The New Companies Bill was finally passed in Rajya Sabha on 8th August 2013, making it mandatory for profit making companies to spend on activities related to Corporate Social Responsibility (CSR).
With the new legislation, India would possibly become the first country to have Corporate Social Responsibility (CSR) spending through a statutory provision.
The bill will now go for presidential assent. The lower house of parliament Lok Sabha cleared the bill Dec 18 last year.
Below are the Highlights of New Companies Bill 2012:
Maximum number of directors in a private company increased from 12 to 15 which can be increased further by special resolution.
The limit in respect of maximum number of companies in which a person may be appointed as auditor has been proposed as 20.
Companies are required to spend at least two per cent of their net profit on Corporate Social Responsibility.
To help in curbing a major source of corporate delinquency, introduces punishment for falsely inducing a person to enter into any agreement with bank or financial institution, with a view to obtaining credit facilities.
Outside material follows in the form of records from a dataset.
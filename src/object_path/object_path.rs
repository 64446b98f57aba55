use std::fmt;

use super::{validate, Iter, ObjectPathError, OwnedObjectPath};

/// A validated, borrowed object path.
///
/// The following rules define a [valid object path]. Implementations must
/// not send or accept messages with invalid object paths.
///
/// [valid object path]: https://dbus.freedesktop.org/doc/dbus-specification.html#message-protocol-marshaling-object-path
///
/// * The path may be of any length.
/// * The path must begin with an ASCII '/' (integer 47) character, and must
///   consist of elements separated by slash characters.
/// * Each element must only contain the ASCII characters `[A-Za-z0-9_]`.
/// * No element may be the empty string.
/// * Multiple '/' characters cannot occur in sequence.
/// * A trailing '/' character is not allowed unless the path is the root
///   path (a single '/' character).
#[derive(Debug, PartialEq, Eq)]
#[repr(transparent)]
pub struct ObjectPath(str);

impl ObjectPath {
    /// The special `"/"` object path.
    pub const ROOT: &'static Self = Self::new_const("/");

    /// Construct a new object path.
    ///
    /// # Panics
    ///
    /// Panics if the argument is not a valid object path.
    #[track_caller]
    pub const fn new_const(path: &str) -> &Self {
        if !validate(path.as_bytes()) {
            panic!("invalid D-Bus object path");
        }

        // SAFETY: the byte slice is repr(transparent) over this type.
        unsafe { Self::new_unchecked(path) }
    }

    /// Construct a new validated object path.
    ///
    /// # Errors
    ///
    /// Errors if the argument is not a valid object path.
    pub fn new<P>(path: &P) -> Result<&Self, ObjectPathError>
    where
        P: ?Sized + AsRef<str>,
    {
        let path = path.as_ref();

        if !validate(path.as_bytes()) {
            return Err(ObjectPathError);
        }

        // SAFETY: the byte slice is repr(transparent) over this type.
        unsafe { Ok(Self::new_unchecked(path)) }
    }

    /// Construct an iterator over the segments of this object path.
    ///
    /// # Examples
    ///
    /// ```
    /// use dbus_codec::object_path::ObjectPath;
    ///
    /// let mut it = ObjectPath::new_const("/").iter();
    /// assert!(it.next().is_none());
    ///
    /// let mut it = ObjectPath::new_const("/foo/bar").iter();
    /// assert_eq!(it.next(), Some("foo"));
    /// assert_eq!(it.next(), Some("bar"));
    /// assert!(it.next().is_none());
    /// ```
    pub fn iter(&self) -> Iter<'_> {
        Iter::new(&self.0)
    }

    /// Test if one path starts with another.
    #[must_use]
    pub fn starts_with(&self, other: &ObjectPath) -> bool {
        self.0.starts_with(&other.0)
    }

    /// Construct a new unchecked object path.
    ///
    /// # Safety
    ///
    /// The caller must ensure that the path is a valid object path.
    pub(super) const unsafe fn new_unchecked(path: &str) -> &Self {
        &*(path as *const str as *const Self)
    }

    /// Borrow this object path as a string slice.
    pub fn as_str(&self) -> &str {
        &self.0
    }
}

impl fmt::Display for ObjectPath {
    #[inline]
    fn fmt(&self, f: &mut fmt::Formatter<'_>) -> fmt::Result {
        self.0.fmt(f)
    }
}

impl AsRef<ObjectPath> for ObjectPath {
    #[inline]
    fn as_ref(&self) -> &ObjectPath {
        self
    }
}

impl AsRef<str> for ObjectPath {
    #[inline]
    fn as_ref(&self) -> &str {
        &self.0
    }
}

impl ToOwned for ObjectPath {
    type Owned = OwnedObjectPath;

    #[inline]
    fn to_owned(&self) -> Self::Owned {
        // SAFETY: this type ensures its contents are a valid object path.
        unsafe { OwnedObjectPath::from_raw_string(self.0.to_owned()) }
    }
}

impl<'a> IntoIterator for &'a ObjectPath {
    type Item = &'a str;
    type IntoIter = Iter<'a>;

    #[inline]
    fn into_iter(self) -> Self::IntoIter {
        self.iter()
    }
}
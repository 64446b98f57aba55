use std::mem::size_of;
use std::str::from_utf8;

use crate::buf::ByteBuffer;
use crate::error::{Error, Result};
use crate::frame::Frame;
use crate::protocol::Endianness;

/// Read a fixed-width [`Frame`] value, aligning to its own size first.
///
/// `base` is the offset (within the buffer) that alignment is measured
/// from — the start of the current message for header reads, the start of
/// the message body for value reads.
pub(crate) fn read_frame<T>(buf: &mut ByteBuffer, base: usize, endianness: Endianness) -> Result<T>
where
    T: Frame,
{
    let width = size_of::<T>();
    buf.align(base, width)?;
    let bytes = buf.take(width)?;
    Ok(T::from_bytes(bytes, endianness))
}

/// Scan the buffer for a `CR LF`-terminated ASCII line and return it
/// decoded as UTF-8, consuming the line and its terminator.
///
/// Yields [`Error::need_more`] until a full `CR LF` sequence is found;
/// the buffer is left untouched in that case.
pub(crate) fn read_line(buf: &mut ByteBuffer) -> Result<String> {
    let haystack = buf.remaining_slice();

    let Some(at) = haystack.windows(2).position(|w| w == b"\r\n") else {
        return Err(Error::need_more());
    };

    let line = from_utf8(&haystack[..at])
        .map_err(|_| Error::invalid_encoding("auth line is not valid UTF-8"))?
        .to_owned();

    buf.consume(at + 2);
    Ok(line)
}
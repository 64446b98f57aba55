use super::*;

#[test]
fn external_from_u32_ascii_hex_matches_known_vectors() {
    assert_eq!(external_from_u32_ascii_hex(1000), "31303030");
    assert_eq!(external_from_u32_ascii_hex(0), "30");
    assert_eq!(external_from_u32_ascii_hex(u32::MAX), "34323934393637323935");
}

#[test]
fn server_line_parses_ok_rejected_data_error_agree() {
    assert_eq!(
        ServerLine::parse("OK 1234deadbeef").unwrap(),
        ServerLine::Ok {
            guid: "1234deadbeef".into()
        }
    );
    assert_eq!(
        ServerLine::parse("REJECTED EXTERNAL DBUS_COOKIE_SHA1").unwrap(),
        ServerLine::Rejected {
            mechs: vec!["EXTERNAL".into(), "DBUS_COOKIE_SHA1".into()]
        }
    );
    assert_eq!(
        ServerLine::parse("DATA 6c6162656c").unwrap(),
        ServerLine::Data {
            hex: "6c6162656c".into()
        }
    );
    assert_eq!(
        ServerLine::parse("ERROR bad mechanism").unwrap(),
        ServerLine::Error {
            message: Some("bad mechanism".into())
        }
    );
    assert_eq!(ServerLine::parse("AGREE_UNIX_FD").unwrap(), ServerLine::AgreeUnixFd);
}

#[test]
fn server_line_rejects_unknown_command() {
    assert!(ServerLine::parse("WAT").is_err());
}

#[test]
fn client_line_renders_with_crlf() {
    assert_eq!(
        ClientLine::AuthExternal {
            hex: "31303030".into()
        }
        .to_line(),
        "AUTH EXTERNAL 31303030\r\n"
    );
    assert_eq!(ClientLine::Begin.to_line(), "BEGIN\r\n");
}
Independent directors' shall be excluded for the purpose of computing 'one third of retiring directors'.
Appointment of auditors for 5 years shall be subject to ratification by members at every Annual General Meeting.
'Whole-time director' has been included in the definition of the term 'key managerial personnel'.
The term 'private placement' has been defined to bring clarity.
Financial Year of any company can end only on March 31 and only exception is for companies, which are holding/subsidiary of a foreign entity requiring consolidation outside India, can have a different financial year with the approval of Tribunal.